--- THE TASK ---
Each line below that carries the string "chosen" must appear in the answer.

(Beginning of SOURCE INFORMATION)

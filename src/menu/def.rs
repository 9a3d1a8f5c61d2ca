//! Declarative menu definitions.
//!
//! A `MenuDef` mirrors the builder API as data, so menus can live in a TOML
//! file instead of setup code:
//!
//! ```toml
//! name = "main"
//! table = [2, 3]
//!
//! [[items]]
//! name = "Attack"
//! id = 101
//!
//! [[items]]
//! name = "Magic"
//! table = [1, 2]
//!
//!   [[items.items]]
//!   name = "Fire"
//!   id = 201
//! ```
//!
//! Repeated names merge into one entry, the same way `add_or_get_child`
//! behaves.

use std::path::Path;

use serde::Deserialize;

use crate::error::{MenuError, Result};

use super::tree::{MenuTree, NodeId};

/// The battle menu shipped with the demo.
const BATTLE_MENU: &str = include_str!("../../menus/battle.toml");

#[derive(Deserialize, Debug, Clone, PartialEq)]
#[serde(deny_unknown_fields)]
pub struct MenuDef {
    pub name: String,
    #[serde(default)]
    pub id: Option<i32>,
    /// Unset leaves the node as it is, so a repeated entry does not
    /// re-enable one disabled earlier.
    #[serde(default)]
    pub enabled: Option<bool>,
    /// `[columns, rows]`
    #[serde(default)]
    pub table: Option<[usize; 2]>,
    #[serde(default)]
    pub items: Vec<MenuDef>,
}

impl MenuDef {
    pub fn parse(text: &str) -> Result<MenuDef> {
        Ok(toml::from_str(text)?)
    }

    pub fn load(path: &Path) -> Result<MenuDef> {
        let text = std::fs::read_to_string(path).map_err(|source| MenuError::Io {
            path: path.to_path_buf(),
            source,
        })?;
        Self::parse(&text)
    }

    /// The embedded battle menu.
    pub fn battle() -> Result<MenuDef> {
        Self::parse(BATTLE_MENU)
    }

    /// Create a tree with this definition as its root, already built.
    pub fn to_tree(&self) -> Result<MenuTree> {
        let mut tree = MenuTree::new(self.name.as_str());
        let root = tree.root();
        self.apply(&mut tree, root)?;
        tree.build(root)?;
        Ok(tree)
    }

    /// Apply this definition to `node` and create its children. Does not
    /// build; call `MenuTree::build` afterwards.
    pub fn apply(&self, tree: &mut MenuTree, node: NodeId) -> Result<()> {
        if let Some([columns, rows]) = self.table {
            tree.set_table(node, columns, rows)?;
        }
        if let Some(id) = self.id {
            tree.set_id(node, id)?;
        }
        if let Some(enabled) = self.enabled {
            tree.set_enabled(node, enabled)?;
        }
        for item in &self.items {
            let child = tree.add_or_get_child(node, &item.name)?;
            item.apply(tree, child)?;
        }
        Ok(())
    }
}

#[cfg(test)]
mod tests {
    use super::*;
    use crate::geom::{GridShape, Vec2};
    use crate::menu::{Confirmed, MenuStack};

    #[test]
    fn embedded_battle_menu_builds() {
        let def = MenuDef::battle().unwrap();
        assert_eq!(def.name, "main");
        assert_eq!(def.items.len(), 5);

        let tree = def.to_tree().unwrap();
        let root = tree.get(tree.root()).unwrap();
        assert_eq!(root.table(), GridShape::new(2, 3));
        assert_eq!(root.layout().unwrap().total_rows, 3);
        assert_eq!(root.layout().unwrap().size_in_patches, Vec2::new(16, 5));

        let magic = tree.child(tree.root(), "Magic").unwrap();
        let black = tree.child(magic, "Black").unwrap();
        assert_eq!(tree.get(black).unwrap().child_count(), 18);
        let blizzara = tree.child(black, "Blizzara").unwrap();
        assert!(!tree.get(blizzara).unwrap().is_enabled());
        assert_eq!(tree.get(blizzara).unwrap().id(), Some(205));

        let items = tree.child(tree.root(), "Items").unwrap();
        assert!(!tree.get(items).unwrap().is_enabled());
    }

    #[test]
    fn battle_menu_down_three_lands_on_escape() {
        let mut tree = MenuDef::battle().unwrap().to_tree().unwrap();
        let mut stack = MenuStack::new();
        stack.open(tree.root());
        for _ in 0..3 {
            stack.move_down(&mut tree).unwrap();
        }
        let chosen = stack.confirm(&tree).unwrap().and_then(Confirmed::chosen).unwrap();
        let escape = tree.get(chosen).unwrap();
        assert_eq!(escape.name(), "Escape");
        assert_eq!(escape.id(), Some(103));
    }

    #[test]
    fn disabled_first_entry_is_rejected_immediately() {
        let text = r#"
            name = "root"
            [[items]]
            name = "Locked"
            enabled = false
            [[items.items]]
            name = "Secret"
            [[items]]
            name = "Open"
        "#;
        let tree = MenuDef::parse(text).unwrap().to_tree().unwrap();
        let mut stack = MenuStack::new();
        stack.open(tree.root());
        let got = stack.confirm(&tree).unwrap().unwrap();
        assert!(matches!(got, Confirmed::Rejected(_)));
        assert_eq!(got.chosen(), None);
        assert_eq!(stack.depth(), 1);
    }

    #[test]
    fn repeated_names_merge() {
        let text = r#"
            name = "root"
            [[items]]
            name = "A"
            id = 1
            enabled = false
            [[items]]
            name = "A"
            table = [2, 1]
            [[items]]
            name = "A"
            id = 7
        "#;
        let tree = MenuDef::parse(text).unwrap().to_tree().unwrap();
        assert_eq!(tree.children(tree.root()).unwrap().len(), 1);
        let a = tree.get(tree.child(tree.root(), "A").unwrap()).unwrap();
        assert_eq!(a.id(), Some(7));
        assert_eq!(a.table(), GridShape::new(2, 1));
        assert!(!a.is_enabled());
    }

    #[test]
    fn unknown_keys_and_zero_columns_are_errors() {
        assert!(matches!(
            MenuDef::parse("name = \"x\"\ncolour = 3\n"),
            Err(MenuError::Definition(_))
        ));
        let zero = MenuDef::parse("name = \"x\"\ntable = [0, 2]\n").unwrap();
        assert!(matches!(zero.to_tree(), Err(MenuError::InvalidTable { .. })));
    }

    #[test]
    fn missing_file_reports_path() {
        let err = MenuDef::load(Path::new("/nonexistent/retromenu/menu.toml")).unwrap_err();
        assert!(err.to_string().contains("/nonexistent/retromenu/menu.toml"));
    }
}
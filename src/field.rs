// The particle field simulation. Owns the pool, the pointer state and the rng.
// Pointer moves, frame ticks and resizes all arrive through `handle`, so a single
// owner mutates the pool no matter which browser callback fired

use crate::config::FieldConfig;
use crate::particle::Particle;
use crate::pointer::PointerState;
use crate::pool::ParticlePool;
use crate::surface::Surface;
use rand::Rng;

#[derive(Copy, Clone, Debug, PartialEq)]
pub enum FieldEvent {
    PointerMove { x: f64, y: f64, at_ms: f64 },
    Frame { at_ms: f64 },
    Resize { width: f64, height: f64 },
}

#[derive(Copy, Clone, Debug, Default, PartialEq, Eq)]
pub struct FrameReport {
    pub drawn: usize,
    pub culled: usize,
    pub ambient: bool,
    pub len: usize,
}

pub struct ParticleField<R: Rng> {
    config: FieldConfig,
    pool: ParticlePool,
    pointer: PointerState,
    rng: R,
    width: f64,
    height: f64,
}

impl<R: Rng> ParticleField<R> {
    pub fn new(config: FieldConfig, rng: R, width: f64, height: f64) -> Self {
        let pool = ParticlePool::with_capacity(config.capacity);
        ParticleField {
            config,
            pool,
            pointer: PointerState::default(),
            rng,
            width,
            height,
        }
    }

    pub fn config(&self) -> &FieldConfig {
        &self.config
    }

    pub fn pool(&self) -> &ParticlePool {
        &self.pool
    }

    pub fn pointer(&self) -> &PointerState {
        &self.pointer
    }

    pub fn len(&self) -> usize {
        self.pool.len()
    }

    pub fn is_empty(&self) -> bool {
        self.pool.is_empty()
    }

    pub fn size(&self) -> (f64, f64) {
        (self.width, self.height)
    }

    // Replaces the pool with `seed_count` particles spread over the whole surface
    pub fn seed(&mut self) {
        self.pool.clear();
        for _ in 0..self.config.seed_count {
            self.inject_random();
        }
    }

    pub fn inject(&mut self, x: f64, y: f64) {
        let particle = Particle::spawn(&mut self.rng, x, y, &self.config);
        self.pool.push(particle);
    }

    pub fn handle<S: Surface>(&mut self, event: FieldEvent, surface: &S) -> Option<FrameReport> {
        match event {
            FieldEvent::PointerMove { x, y, at_ms } => {
                self.pointer_move(x, y, at_ms);
                None
            }
            FieldEvent::Frame { at_ms } => Some(self.frame(surface, at_ms)),
            FieldEvent::Resize { width, height } => {
                self.resize(width, height);
                None
            }
        }
    }

    pub fn pointer_move(&mut self, x: f64, y: f64, at_ms: f64) {
        self.pointer.record(x, y, at_ms);
        for _ in 0..self.config.burst_count {
            self.inject(x, y);
        }
    }

    // Only the logical size changes, particles keep their positions
    pub fn resize(&mut self, width: f64, height: f64) {
        self.width = width;
        self.height = height;
    }

    pub fn frame<S: Surface>(&mut self, surface: &S, at_ms: f64) -> FrameReport {
        surface.clear();
        self.pointer.refresh_idle(at_ms, self.config.idle_ms);

        let mut drawn = 0;
        let culled = self
            .pool
            .advance(self.config.decay, self.config.min_size, |p| {
                surface.draw_circle(p.pos, p.size, p.color, p.alpha);
                drawn += 1;
            });

        let ambient = self.rng.gen_bool(self.config.ambient_chance);
        if ambient {
            self.inject_random();
        }

        FrameReport {
            drawn,
            culled,
            ambient,
            len: self.pool.len(),
        }
    }

    fn inject_random(&mut self) {
        let x = self.rng.gen::<f64>() * self.width;
        let y = self.rng.gen::<f64>() * self.height;
        self.inject(x, y);
    }
}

(End of SOURCE INFORMATION)

--- OUTPUT FOR THIS TASK ---
        let chosen = stack.confirm(&tree).unwrap().and_then(Confirmed::chosen).unwrap();
        let escape = tree.get(chosen).unwrap();
        assert_eq!(got.chosen(), None);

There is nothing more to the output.